- [THE TASK]
An accurate, complete copy of the records below is required.

- [SUPPLIED ENTRIES]
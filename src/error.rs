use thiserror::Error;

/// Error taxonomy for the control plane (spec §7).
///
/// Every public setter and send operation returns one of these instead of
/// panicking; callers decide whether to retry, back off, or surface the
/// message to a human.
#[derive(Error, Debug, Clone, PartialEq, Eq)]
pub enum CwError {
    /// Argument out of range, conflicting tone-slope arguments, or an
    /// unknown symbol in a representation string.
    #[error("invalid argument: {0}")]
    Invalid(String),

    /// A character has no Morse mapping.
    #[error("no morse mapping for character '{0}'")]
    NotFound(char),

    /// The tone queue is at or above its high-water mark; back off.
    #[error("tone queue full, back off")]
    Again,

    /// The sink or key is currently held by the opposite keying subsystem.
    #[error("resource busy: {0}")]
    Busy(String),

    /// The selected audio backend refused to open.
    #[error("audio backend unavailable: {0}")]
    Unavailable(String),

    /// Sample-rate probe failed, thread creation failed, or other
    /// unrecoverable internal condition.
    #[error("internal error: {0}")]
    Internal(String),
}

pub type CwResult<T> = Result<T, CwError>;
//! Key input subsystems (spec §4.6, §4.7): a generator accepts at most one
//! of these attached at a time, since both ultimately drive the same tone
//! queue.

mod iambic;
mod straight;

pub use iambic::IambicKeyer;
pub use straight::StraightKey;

- [RESULT OF THIS TASK]
filename src/error.rs
use thiserror::Error;

/// Error taxonomy for the control plane (spec §7).
///
/// Every public setter and send operation returns one of these instead of
/// panicking; callers decide whether to retry, back off, or surface the
/// message to a human.
#[derive(Error, Debug, Clone, PartialEq, Eq)]
pub enum CwError {
    /// Argument out of range, conflicting tone-slope arguments, or an
    /// unknown symbol in a representation string.
    #[error("invalid argument: {0}")]
    Invalid(String),

    /// A character has no Morse mapping.
    #[error("no morse mapping for character '{0}'")]
    NotFound(char),

    /// The tone queue is at or above its high-water mark; back off.
    #[error("tone queue full, back off")]
    Again,

    /// The sink or key is currently held by the opposite keying subsystem.
    #[error("resource busy: {0}")]
    Busy(String),

    /// The selected audio backend refused to open.
    #[error("audio backend unavailable: {0}")]
    Unavailable(String),

    /// Sample-rate probe failed, thread creation failed, or other
    /// unrecoverable internal condition.
    #[error("internal error: {0}")]
    Internal(String),
}

pub type CwResult<T> = Result<T, CwError>;
//! Key input subsystems (spec §4.6, §4.7): a generator accepts at most one
//! of these attached at a time, since both ultimately drive the same tone
//! queue.

mod iambic;
mod straight;

pub use iambic::IambicKeyer;
pub use straight::StraightKey;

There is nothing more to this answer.